Serais-tu un céphalopode ?!... 



Moonwalker a dit:


> Le match durerait les 90 mn requises...


Sans blague ?!... 



Moonwalker a dit:


> les sponsors ont déjà payé. Aucune incidence sur le tiroir caisse.


Je parlais d'incidence sur le "futur"...


----------



## duracel (12 Juillet 2010)

Faut passer au curling.
Moins de violence. La glace refroidit les ardeurs.


----------



## jugnin (12 Juillet 2010)

Juste une parenthèse pour féliciter Moonwalker et les analyses à la rigidité affirmative sans concession qu'ils nous aura livrées tout au long de cette coupe du monde. Il aura réussi l'exploit d'être à la fois dans la tête des supporters, des journalistes de l'Equipe, de Raymond Domenech, des joueurs, des arbitres, et même du ballon. Moonwalker ne parle pas de football, il fait corps avec le football.


----------



## tirhum (12 Juillet 2010)

Il EST le football !...


----------



## jugnin (12 Juillet 2010)

tirhum a dit:


> Il EST le football !...



Alors c'est sa faute si c'est un sport (de) pourri !


----------



## KARL40 (12 Juillet 2010)

Contrairement à vous, je suis en admiration devant Van Bommel ...
Comment quelqu'un d'aussi mauvais sur un terrain, toujours "borderline"
peut prendre si peu de cartons rouges !!  Il force le respect quand même ! 

Sinon, les espagnols peuvent remercier Robben de louper l'occase du match ...
Et Casillas par conséquent ...

Ce dernier étant avec une journaliste, voila ce que cela donne en interview d'après match à la télé espagnole 

[YOUTUBE]hR_yJI2KEkA[/YOUTUBE]

C'était juste pour oublier Van Bommel !!


----------



## jpmiss (12 Juillet 2010)

KARL40 a dit:


> Contrairement à vous, je suis en admiration devant Van Bommel ...
> Comment quelqu'un d'aussi mauvais sur un terrain, toujours "borderline"
> peut prendre si peu de cartons rouges !!  Il force le respect quand même !

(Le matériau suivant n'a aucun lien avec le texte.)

//! Domain events for the escrow workflow
//!
//! `WorkflowEvent` is the input alphabet of the agreement state machine.
//! `LifecycleEvent` is the append-only audit trail persisted in the store's
//! event log; recovery debugging and tests read it back.

use crate::entities::{AppStatus, OperationKind};
use crate::ledger::TxRef;
use crate::value_objects::{AgreementId, Role};
use chrono::{DateTime, Utc};
use serde::{Deserialize, Serialize};
use std::fmt;

/// State machine input events
#[derive(Debug, Clone, Copy, PartialEq, Eq, Hash, Serialize, Deserialize)]
#[serde(rename_all = "snake_case")]
pub enum WorkflowEvent {
    /// Negotiation produced agreed terms (opens the agreement)
    TermsAccepted,
    /// Needer deposited escrow
    Funded,
    /// Provider accepted
    Accepted,
    /// Provider started work
    WorkStarted,
    /// Provider submitted work for review
    SubmittedForReview,
    /// Needer approved the work
    Approved,
    /// Needer requested changes
    ChangesRequested,
    /// Provider withdrew the escrow
    Withdrawn,
    /// Either party cancelled
    Cancelled,
    /// Either party raised a dispute
    Disputed,
}

impl WorkflowEvent {
    /// Get event name for logging/debugging
    pub fn name(&self) -> &'static str {
        match self {
            WorkflowEvent::TermsAccepted => "TermsAccepted",
            WorkflowEvent::Funded => "Funded",
            WorkflowEvent::Accepted => "Accepted",
            WorkflowEvent::WorkStarted => "WorkStarted",
            WorkflowEvent::SubmittedForReview => "SubmittedForReview",
            WorkflowEvent::Approved => "Approved",
            WorkflowEvent::ChangesRequested => "ChangesRequested",
            WorkflowEvent::Withdrawn => "Withdrawn",
            WorkflowEvent::Cancelled => "Cancelled",
            WorkflowEvent::Disputed => "Disputed",
        }
    }
}

impl fmt::Display for WorkflowEvent {
    fn fmt(&self, f: &mut fmt::Formatter<'_>) -> fmt::Result {
        f.write_str(self.name())
    }
}

/// Audit events for the agreement lifecycle
///
/// Events are immutable records of what the orchestrator and reconciler
/// observed. They are never replayed to rebuild the mirror.
#[derive(Debug, Clone, PartialEq, Serialize, Deserialize)]
#[serde(tag = "type", rename_all = "snake_case")]
pub enum LifecycleEvent {
    /// Mirror status changed
    StatusChanged {
        /// Agreement identifier
        agreement_id: AgreementId,
        /// Previous status
        from: AppStatus,
        /// New status
        to: AppStatus,
        /// Role that drove the change (None when applied by the reconciler)
        role: Option<Role>,
        /// When the change was persisted
        timestamp: DateTime<Utc>,
    },

    /// Ledger operation submitted, marker written
    OperationSubmitted {
        /// Agreement identifier
        agreement_id: AgreementId,
        /// Operation kind
        kind: OperationKind,
        /// Ledger transaction reference
        tx_ref: TxRef,
        /// When the submission returned
        timestamp: DateTime<Utc>,
    },

    /// Ledger operation confirmed synchronously
    OperationConfirmed {
        /// Agreement identifier
        agreement_id: AgreementId,
        /// Operation kind
        kind: OperationKind,
        /// Ledger transaction reference
        tx_ref: TxRef,
        /// Block that included the transaction
        block_number: u64,
        /// When confirmation was observed
        timestamp: DateTime<Utc>,
    },

    /// Confirmation wait exhausted; marker left for the reconciler
    OperationPending {
        /// Agreement identifier
        agreement_id: AgreementId,
        /// Operation kind
        kind: OperationKind,
        /// Ledger transaction reference
        tx_ref: TxRef,
        /// When the wait was abandoned
        timestamp: DateTime<Utc>,
    },

    /// Ledger operation failed; marker cleared
    OperationFailed {
        /// Agreement identifier
        agreement_id: AgreementId,
        /// Operation kind
        kind: OperationKind,
        /// Failure description
        reason: String,
        /// When the failure was observed
        timestamp: DateTime<Utc>,
    },

    /// Reconciler started working on a marker
    ReconciliationAttempted {
        /// Agreement identifier
        agreement_id: AgreementId,
        /// Operation kind
        kind: OperationKind,
        /// Recorded transaction reference, if any
        tx_ref: Option<TxRef>,
        /// When the attempt started
        timestamp: DateTime<Utc>,
    },

    /// Reconciler found ledger evidence and applied the transition
    ReconciliationRecovered {
        /// Agreement identifier
        agreement_id: AgreementId,
        /// Operation kind
        kind: OperationKind,
        /// Status after the transition
        app_status: AppStatus,
        /// When the recovery was persisted
        timestamp: DateTime<Utc>,
    },

    /// Reconciler found no evidence either way; marker kept
    ReconciliationUnresolved {
        /// Agreement identifier
        agreement_id: AgreementId,
        /// Operation kind
        kind: OperationKind,
        /// When the attempt ended
        timestamp: DateTime<Utc>,
    },

    /// Ledger reported a revert; marker cleared, status unchanged
    ReconciliationReverted {
        /// Agreement identifier
        agreement_id: AgreementId,
        /// Operation kind
        kind: OperationKind,
        /// Revert reason
        reason: String,
        /// When the revert was observed
        timestamp: DateTime<Utc>,
    },
}

impl LifecycleEvent {
    /// Get the agreement ID associated with this event
    pub fn agreement_id(&self) -> &AgreementId {
        match self {
            LifecycleEvent::StatusChanged { agreement_id, .. }
            | LifecycleEvent::OperationSubmitted { agreement_id, .. }
            | LifecycleEvent::OperationConfirmed { agreement_id, .. }
            | LifecycleEvent::OperationPending { agreement_id, .. }
            | LifecycleEvent::OperationFailed { agreement_id, .. }
            | LifecycleEvent::ReconciliationAttempted { agreement_id, .. }
            | LifecycleEvent::ReconciliationRecovered { agreement_id, .. }
            | LifecycleEvent::ReconciliationUnresolved { agreement_id, .. }
            | LifecycleEvent::ReconciliationReverted { agreement_id, .. } => agreement_id,
        }
    }

    /// Get the timestamp of this event
    pub fn timestamp(&self) -> DateTime<Utc> {
        match self {
            LifecycleEvent::StatusChanged { timestamp, .. }
            | LifecycleEvent::OperationSubmitted { timestamp, .. }
            | LifecycleEvent::OperationConfirmed { timestamp, .. }
            | LifecycleEvent::OperationPending { timestamp, .. }
            | LifecycleEvent::OperationFailed { timestamp, .. }
            | LifecycleEvent::ReconciliationAttempted { timestamp, .. }
            | LifecycleEvent::ReconciliationRecovered { timestamp, .. }
            | LifecycleEvent::ReconciliationUnresolved { timestamp, .. }
            | LifecycleEvent::ReconciliationReverted { timestamp, .. } => *timestamp,
        }
    }

    /// Get event type name
    pub fn event_type(&self) -> &'static str {
        match self {
            LifecycleEvent::StatusChanged { .. } => "status_changed",
            LifecycleEvent::OperationSubmitted { .. } => "operation_submitted",
            LifecycleEvent::OperationConfirmed { .. } => "operation_confirmed",
            LifecycleEvent::OperationPending { .. } => "operation_pending",
            LifecycleEvent::OperationFailed { .. } => "operation_failed",
            LifecycleEvent::ReconciliationAttempted { .. } => "reconciliation_attempted",
            LifecycleEvent::ReconciliationRecovered { .. } => "reconciliation_recovered",
            LifecycleEvent::ReconciliationUnresolved { .. } => "reconciliation_unresolved",
            LifecycleEvent::ReconciliationReverted { .. } => "reconciliation_reverted",
        }
    }
}
//! Repository trait definitions (Ports)
//!
//! These traits define the storage interface for the mirror store.
//! Implementations can be PostgreSQL, in-memory, or mock for testing.

use crate::error::StoreError;
use async_trait::async_trait;
use escrow_domain::{AgreementId, AppStatus, LifecycleEvent, MirrorRecord};

/// Repository for mirror records
///
/// Every write after the initial insert goes through [`MirrorRepository::update`],
/// a compare-and-swap keyed by agreement id and record version.
#[async_trait]
pub trait MirrorRepository: Send + Sync {
    /// Insert a new record (version must be 0)
    ///
    /// Fails with `StoreError::Duplicate` if the agreement already exists.
    async fn insert(&self, record: &MirrorRecord) -> Result<(), StoreError>;

    /// Find a record by agreement id
    async fn find_by_id(&self, id: &AgreementId) -> Result<Option<MirrorRecord>, StoreError>;

    /// Compare-and-swap: write `record` only if the stored version equals
    /// `expected_version`. Returns the stored record with its bumped version.
    ///
    /// Fails with `StoreError::VersionConflict` when the version moved on and
    /// `StoreError::NotFound` when the record does not exist.
    async fn update(
        &self,
        record: &MirrorRecord,
        expected_version: u64,
    ) -> Result<MirrorRecord, StoreError>;

    /// All records that carry an in-flight marker
    async fn find_in_flight(&self) -> Result<Vec<MirrorRecord>, StoreError>;

    /// All records with the given status
    async fn find_by_status(&self, status: AppStatus) -> Result<Vec<MirrorRecord>, StoreError>;
}

/// Repository for lifecycle events (append-only)
#[async_trait]
pub trait EventRepository: Send + Sync {
    /// Append an event to the log, returning its sequence number
    async fn append(&self, event: &LifecycleEvent) -> Result<i64, StoreError>;

    /// Load all events for an agreement (in order)
    async fn find_by_agreement(&self, id: &AgreementId) -> Result<Vec<LifecycleEvent>, StoreError>;

    /// Get the latest event sequence number for an agreement
    async fn get_latest_seq(&self, id: &AgreementId) -> Result<Option<i64>, StoreError>;
}

/// Combined store interface
pub trait Store: Send + Sync {
    /// Get mirror repository
    fn mirrors(&self) -> &dyn MirrorRepository;

    /// Get event repository
    fn events(&self) -> &dyn EventRepository;
}
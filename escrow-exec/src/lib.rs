//! Escrow Execution Layer
//!
//! Ledger submission, confirmation, and reconciliation of in-flight operations.
//!
//! # Architecture
//!
//! ```text
//! Orchestrator → LedgerClient → LedgerPort (gateway / stub)
//!                     │
//!                     └─ bounded wait, then poll → Receipt | ConfirmationTimeout
//!
//! Reconciler → ledger read / re-poll → Mirror CAS
//! ```
//!
//! # Components
//!
//! - **Ports**: Traits for the ledger transport and the identity collaborator
//! - **Confirm**: Bounded-wait-then-poll combinator
//! - **Client**: Submit / confirm primitives over the agreement operations
//! - **Reconciler**: Resolves in-flight markers from ledger evidence
//! - **Gateway**: `LedgerPort` over the signed REST gateway
//! - **Stub**: In-memory ledger and identity table for development
//!
//! # Example
//!
//! ```rust,ignore
//! use escrow_exec::{ConfirmationPolicy, LedgerClient, Reconciler, StubLedger};
//! use escrow_store::MemoryStore;
//! use std::sync::Arc;
//!
//! let client = Arc::new(LedgerClient::new(Arc::new(StubLedger::new()), ConfirmationPolicy::default()));
//! client.connect().await?;
//!
//! let reconciler = Reconciler::new(client, Arc::new(MemoryStore::new()), poll_policy, grace);
//! let outcome = reconciler.reconcile(&agreement_id).await?;
//! ```

#![warn(clippy::all)]

pub mod audit;
pub mod client;
pub mod confirm;
pub mod error;
pub mod gateway;
pub mod ports;
pub mod reconciler;
pub mod stub;

// Re-exports for convenience
pub use audit::record_event;
pub use client::{LedgerClient, PendingTx};
pub use confirm::{bounded_wait_then_poll, ConfirmationPolicy};
pub use error::{ExecError, ExecResult, LedgerError};
pub use gateway::GatewayLedger;
pub use ports::{IdentityPort, LedgerPort};
pub use reconciler::{ReconcileOutcome, Reconciler};
pub use stub::{StubIdentity, StubLedger};
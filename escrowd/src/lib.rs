//! Escrow Workflow Daemon Library
//!
//! Runtime orchestrator for escrow-backed agreements between a needer and a
//! provider. The ledger holds the funds; this daemon keeps the application's
//! mirror of each agreement consistent with it.
//!
//! # Architecture
//!
//! ```text
//! HTTP API → Workflow Orchestrator → State Machine (escrow-engine)
//!                    │             → Ledger Client (escrow-exec) → Ledger
//!                    │             → Mirror Store (escrow-store)
//!                    ↓
//!               Event Bus (status notifications)
//!                    ↑
//!          Reconciliation Sweeper (stale in-flight markers)
//! ```
//!
//! # Components
//!
//! - **Daemon**: Main runtime orchestrator
//! - **Workflow Orchestrator**: Validates, submits, confirms and persists lifecycle operations
//! - **Reconciliation Sweeper**: Periodically resolves interrupted operations
//! - **Event Bus**: Status-change notifications
//! - **API**: HTTP endpoints
//! - **Config**: Environment-based configuration
//!
//! # Example
//!
//! ```rust,ignore
//! use escrowd::{Config, Daemon};
//!
//! #[tokio::main]
//! async fn main() {
//!     let config = Config::from_env().expect("Failed to load config");
//!     let daemon = Daemon::new_stub(config);
//!     daemon.run().await.expect("Daemon error");
//! }
//! ```

#![warn(clippy::all)]

pub mod api;
pub mod config;
pub mod daemon;
pub mod error;
pub mod event_bus;
pub mod sweeper;
pub mod workflow;

// Re-exports for convenience
pub use config::{ApiConfig, Config, Environment, GatewayConfig, LedgerConfig};
pub use daemon::Daemon;
pub use error::{DaemonError, DaemonResult};
pub use event_bus::{DaemonEvent, EventBus, EventReceiver, Lagged};
pub use sweeper::ReconcileSweeper;
pub use workflow::{
    InterruptionReport, OperationOutcome, OperationStatus, RecoveryReport, WorkflowOrchestrator,
    WorkflowStatus,
};
//! Storage layer errors

use thiserror::Error;

/// Errors that can occur in the storage layer
#[derive(Debug, Error)]
pub enum StoreError {
    /// Entity not found
    #[error("Entity not found: {entity_type} with id {id}")]
    NotFound {
        /// Type of entity (mirror, event)
        entity_type: String,
        /// Entity ID
        id: String,
    },

    /// Duplicate entity (idempotency violation)
    #[error("Duplicate entity: {entity_type} with id {id}")]
    Duplicate {
        /// Type of entity
        entity_type: String,
        /// Entity ID
        id: String,
    },

    /// Compare-and-swap lost: the stored version moved on
    #[error("Version conflict on {id}: expected {expected}, found {actual}")]
    VersionConflict {
        /// Entity ID
        id: String,
        /// Version the writer read
        expected: u64,
        /// Version currently stored
        actual: u64,
    },

    /// Serialization error
    #[error("Serialization error: {0}")]
    Serialization(String),

    /// Database error
    #[error("Database error: {0}")]
    Database(String),

    /// Connection error
    #[error("Connection error: {0}")]
    Connection(String),

    /// Domain error passthrough
    #[error("Domain error: {0}")]
    Domain(#[from] escrow_domain::DomainError),
}

impl StoreError {
    /// Create a not found error
    pub fn not_found(entity_type: impl Into<String>, id: impl Into<String>) -> Self {
        Self::NotFound {
            entity_type: entity_type.into(),
            id: id.into(),
        }
    }

    /// Create a duplicate error
    pub fn duplicate(entity_type: impl Into<String>, id: impl Into<String>) -> Self {
        Self::Duplicate {
            entity_type: entity_type.into(),
            id: id.into(),
        }
    }

    /// Whether this is a lost compare-and-swap
    pub fn is_conflict(&self) -> bool {
        matches!(self, StoreError::VersionConflict { .. })
    }
}

impl From<serde_json::Error> for StoreError {
    fn from(err: serde_json::Error) -> Self {
        StoreError::Serialization(err.to_string())
    }
}

#[cfg(feature = "postgres")]
impl From<sqlx::Error> for StoreError {
    fn from(err: sqlx::Error) -> Self {
        match err {
            sqlx::Error::RowNotFound => StoreError::NotFound {
                entity_type: "unknown".to_string(),
                id: "unknown".to_string(),
            },
            sqlx::Error::Database(db_err) => {
                // Unique constraint violation
                if db_err.code().map(|c| c == "23505").unwrap_or(false) {
                    StoreError::Duplicate {
                        entity_type: "unknown".to_string(),
                        id: "unknown".to_string(),
                    }
                } else {
                    StoreError::Database(db_err.to_string())
                }
            },
            sqlx::Error::PoolTimedOut | sqlx::Error::PoolClosed | sqlx::Error::Io(_) => {
                StoreError::Connection(err.to_string())
            },
            _ => StoreError::Database(err.to_string()),
        }
    }
}
//! Daemon configuration.
//!
//! Loads configuration from environment variables with sensible defaults.

use crate::error::{DaemonError, DaemonResult};
use escrow_domain::{LedgerAddress, UserId};
use escrow_exec::ConfirmationPolicy;
use std::env;
use std::str::FromStr;
use std::time::Duration;

// =============================================================================
// Configuration
// =============================================================================

/// Daemon configuration.
#[derive(Debug, Clone)]
pub struct Config {
    /// API server configuration
    pub api: ApiConfig,

    /// Ledger gateway configuration
    pub gateway: GatewayConfig,

    /// Confirmation and reconciliation timings
    pub ledger: LedgerConfig,

    /// Static user → ledger address table for the identity resolver
    pub identity_bindings: Vec<(UserId, LedgerAddress)>,

    /// Environment (test, development, production)
    pub environment: Environment,
}

/// API server configuration.
#[derive(Debug, Clone)]
pub struct ApiConfig {
    /// Host to bind to
    pub host: String,
    /// Port to bind to
    pub port: u16,
}

/// Ledger gateway configuration.
#[derive(Debug, Clone)]
pub struct GatewayConfig {
    /// Base URL of the REST gateway
    pub url: String,
    /// API key
    pub api_key: String,
    /// API secret used for request signing
    pub api_secret: String,
}

/// Confirmation and reconciliation timings.
#[derive(Debug, Clone)]
pub struct LedgerConfig {
    /// Primary receipt wait
    pub confirm_timeout: Duration,
    /// Confirmations required
    pub confirmations: u32,
    /// Fallback poll attempts after the primary wait
    pub poll_attempts: u32,
    /// Delay between fallback polls
    pub poll_delay: Duration,
    /// Age after which an in-flight marker is reconciled
    pub reconcile_grace: Duration,
    /// Period of the background stale-marker sweep
    pub reconcile_interval: Duration,
    /// Re-poll attempts the reconciler makes per transaction
    pub reconcile_poll_attempts: u32,
}

impl LedgerConfig {
    /// Policy used by the orchestrator for fresh submissions
    pub fn confirmation_policy(&self) -> ConfirmationPolicy {
        ConfirmationPolicy {
            timeout: self.confirm_timeout,
            confirmations: self.confirmations,
            poll_attempts: self.poll_attempts,
            poll_delay: self.poll_delay,
        }
    }

    /// Policy used by the reconciler to re-poll a recorded transaction
    pub fn reconcile_policy(&self) -> ConfirmationPolicy {
        ConfirmationPolicy::poll_only(self.confirmations, self.reconcile_poll_attempts, self.poll_delay)
    }

    /// Reject values the runtime cannot work with.
    pub fn validate(&self) -> DaemonResult<()> {
        if self.confirmations == 0 {
            return Err(DaemonError::Config("ESCROW_CONFIRMATIONS must be at least 1".to_string()));
        }
        if self.reconcile_interval.is_zero() {
            return Err(DaemonError::Config(
                "ESCROW_RECONCILE_INTERVAL_SECS must be at least 1".to_string(),
            ));
        }
        Ok(())
    }
}

impl Default for LedgerConfig {
    fn default() -> Self {
        Self {
            confirm_timeout: Duration::from_secs(60),
            confirmations: 1,
            poll_attempts: 10,
            poll_delay: Duration::from_millis(3000),
            reconcile_grace: Duration::from_secs(120),
            reconcile_interval: Duration::from_secs(60),
            reconcile_poll_attempts: 5,
        }
    }
}

/// Environment type.
#[derive(Debug, Clone, Copy, PartialEq, Eq)]
pub enum Environment {
    /// Test environment (uses the stub ledger)
    Test,
    /// Development environment
    Development,
    /// Production environment
    Production,
}

impl Config {
    /// Load configuration from environment variables.
    pub fn from_env() -> DaemonResult<Self> {
        // Load .env file if present (ignore errors)
        let _ = dotenvy::dotenv();

        let environment = Self::load_environment()?;
        let api = Self::load_api_config()?;
        let gateway = Self::load_gateway_config(environment)?;
        let ledger = Self::load_ledger_config()?;
        let identity_bindings = match env::var("ESCROW_IDENTITY_BINDINGS") {
            Ok(raw) => Self::parse_identity_bindings(&raw)?,
            Err(_) => Vec::new(),
        };

        Ok(Self {
            api,
            gateway,
            ledger,
            identity_bindings,
            environment,
        })
    }

    /// Create test configuration.
    pub fn test() -> Self {
        Self {
            api: ApiConfig {
                host: "127.0.0.1".to_string(),
                port: 0, // Let OS assign port
            },
            gateway: GatewayConfig {
                url: "http://127.0.0.1:8545".to_string(),
                api_key: String::new(),
                api_secret: String::new(),
            },
            ledger: LedgerConfig {
                confirm_timeout: Duration::from_millis(50),
                confirmations: 1,
                poll_attempts: 3,
                poll_delay: Duration::from_millis(10),
                reconcile_grace: Duration::from_secs(5),
                reconcile_interval: Duration::from_millis(100),
                reconcile_poll_attempts: 2,
            },
            identity_bindings: Vec::new(),
            environment: Environment::Test,
        }
    }

    fn load_environment() -> DaemonResult<Environment> {
        let env_str = env::var("ESCROW_ENV").unwrap_or_else(|_| "development".to_string());

        match env_str.to_lowercase().as_str() {
            "test" => Ok(Environment::Test),
            "development" | "dev" => Ok(Environment::Development),
            "production" | "prod" => Ok(Environment::Production),
            other => Err(DaemonError::Config(format!(
                "Invalid ESCROW_ENV: {}. Expected: test, development, production",
                other
            ))),
        }
    }

    fn load_api_config() -> DaemonResult<ApiConfig> {
        let host = env::var("ESCROW_API_HOST").unwrap_or_else(|_| "0.0.0.0".to_string());
        let port = Self::load_parsed_env("ESCROW_API_PORT", 8080u16)?;

        Ok(ApiConfig { host, port })
    }

    fn load_gateway_config(environment: Environment) -> DaemonResult<GatewayConfig> {
        let url = env::var("ESCROW_GATEWAY_URL").unwrap_or_else(|_| "http://127.0.0.1:8545".to_string());
        let api_key = env::var("ESCROW_GATEWAY_API_KEY").unwrap_or_default();
        let api_secret = env::var("ESCROW_GATEWAY_API_SECRET").unwrap_or_default();

        if environment == Environment::Production && (api_key.is_empty() || api_secret.is_empty()) {
            return Err(DaemonError::Config(
                "ESCROW_GATEWAY_API_KEY and ESCROW_GATEWAY_API_SECRET are required in production"
                    .to_string(),
            ));
        }

        Ok(GatewayConfig {
            url,
            api_key,
            api_secret,
        })
    }

    fn load_ledger_config() -> DaemonResult<LedgerConfig> {
        let defaults = LedgerConfig::default();

        let ledger = LedgerConfig {
            confirm_timeout: Duration::from_secs(Self::load_parsed_env(
                "ESCROW_CONFIRM_TIMEOUT_SECS",
                defaults.confirm_timeout.as_secs(),
            )?),
            confirmations: Self::load_parsed_env("ESCROW_CONFIRMATIONS", defaults.confirmations)?,
            poll_attempts: Self::load_parsed_env("ESCROW_POLL_ATTEMPTS", defaults.poll_attempts)?,
            poll_delay: Duration::from_millis(Self::load_parsed_env(
                "ESCROW_POLL_DELAY_MS",
                defaults.poll_delay.as_millis() as u64,
            )?),
            reconcile_grace: Duration::from_secs(Self::load_parsed_env(
                "ESCROW_RECONCILE_GRACE_SECS",
                defaults.reconcile_grace.as_secs(),
            )?),
            reconcile_interval: Duration::from_secs(Self::load_parsed_env(
                "ESCROW_RECONCILE_INTERVAL_SECS",
                defaults.reconcile_interval.as_secs(),
            )?),
            reconcile_poll_attempts: Self::load_parsed_env(
                "ESCROW_RECONCILE_POLL_ATTEMPTS",
                defaults.reconcile_poll_attempts,
            )?,
        };

        ledger.validate()?;
        Ok(ledger)
    }

    /// Parse `user=address` pairs separated by commas.
    fn parse_identity_bindings(raw: &str) -> DaemonResult<Vec<(UserId, LedgerAddress)>> {
        raw.split(',')
            .map(str::trim)
            .filter(|entry| !entry.is_empty())
            .map(|entry| {
                let (user, address) = entry.split_once('=').ok_or_else(|| {
                    DaemonError::Config(format!("Invalid ESCROW_IDENTITY_BINDINGS entry: {}", entry))
                })?;
                let user = UserId::parse_str(user.trim())
                    .map_err(|e| DaemonError::Config(format!("Invalid user id {}: {}", user, e)))?;
                let address = LedgerAddress::new(address.trim())?;
                Ok((user, address))
            })
            .collect()
    }

    fn load_parsed_env<T: FromStr>(key: &str, default: T) -> DaemonResult<T> {
        match env::var(key) {
            Ok(val) => val
                .trim()
                .parse::<T>()
                .map_err(|_| DaemonError::Config(format!("Invalid {} value: {}", key, val))),
            Err(_) => Ok(default),
        }
    }
}

impl Default for Config {
    fn default() -> Self {
        Self {
            api: ApiConfig {
                host: "0.0.0.0".to_string(),
                port: 8080,
            },
            gateway: GatewayConfig {
                url: "http://127.0.0.1:8545".to_string(),
                api_key: String::new(),
                api_secret: String::new(),
            },
            ledger: LedgerConfig::default(),
            identity_bindings: Vec::new(),
            environment: Environment::Development,
        }
    }
}

impl std::fmt::Display for Environment {
    fn fmt(&self, f: &mut std::fmt::Formatter<'_>) -> std::fmt::Result {
        match self {
            Environment::Test => write!(f, "test"),
            Environment::Development => write!(f, "development"),
            Environment::Production => write!(f, "production"),
        }
    }
}

// =============================================================================
// Tests
// =============================================================================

C'est la Materazzi de 2010 sauf que les Espagnols ont été moins cons


----------



## JPTK (12 Juillet 2010)

KARL40 a dit:


> Ce dernier étant avec une journaliste, voila ce que cela donne en interview d'après match à la télé espagnole



C'est booooooooooooooooooooooooo :rose: :love:


----------



## Kleinepopo (12 Juillet 2010)

NAN MAIS C'EST SA COPINE !!!! pffffff sans intérêt


----------



## JPTK (12 Juillet 2010)

Elle comprends rien !! Le mec est en train de remercier sa famille et tout ça, et là il va encore chougner et du coup il embrasse sa copine alors qu'on leur avait probablement demandé de garder de la distance pendant tout le mondial, alors si bien sûr c que c kro romantik !!!


----------



## IceandFire (12 Juillet 2010)

c'est sa copine ??? c'est la estelle espagnole ?


----------



## JPTK (12 Juillet 2010)

Sara Carbonero ! On la trouve même pas à poil sur google image !


----------



## IceandFire (12 Juillet 2010)

elle est :love:


----------



## PATOCHMAN (12 Juillet 2010)

En tout cas, toute cette merde est terminée... C'est comme les restes d'un feu de camp sur lequel on n'aura plus besoin de pisser


----------



## jpmiss (12 Juillet 2010)

Allez, juste pour le plaisir, les superbes actions de De Jong et Van Bommel:

[YOUTUBE]CekIw5moE5c[/YOUTUBE]

[YOUTUBE]TJipPUrkCL0[/YOUTUBE]


----------



## Moonwalker (12 Juillet 2010)

Le premier vaut le rouge. C'est tout.

Sur le second, le rouge ne serait pas scandaleux non plus. Inesta conserve ses jambes mais ne le doit qu'à lui-même.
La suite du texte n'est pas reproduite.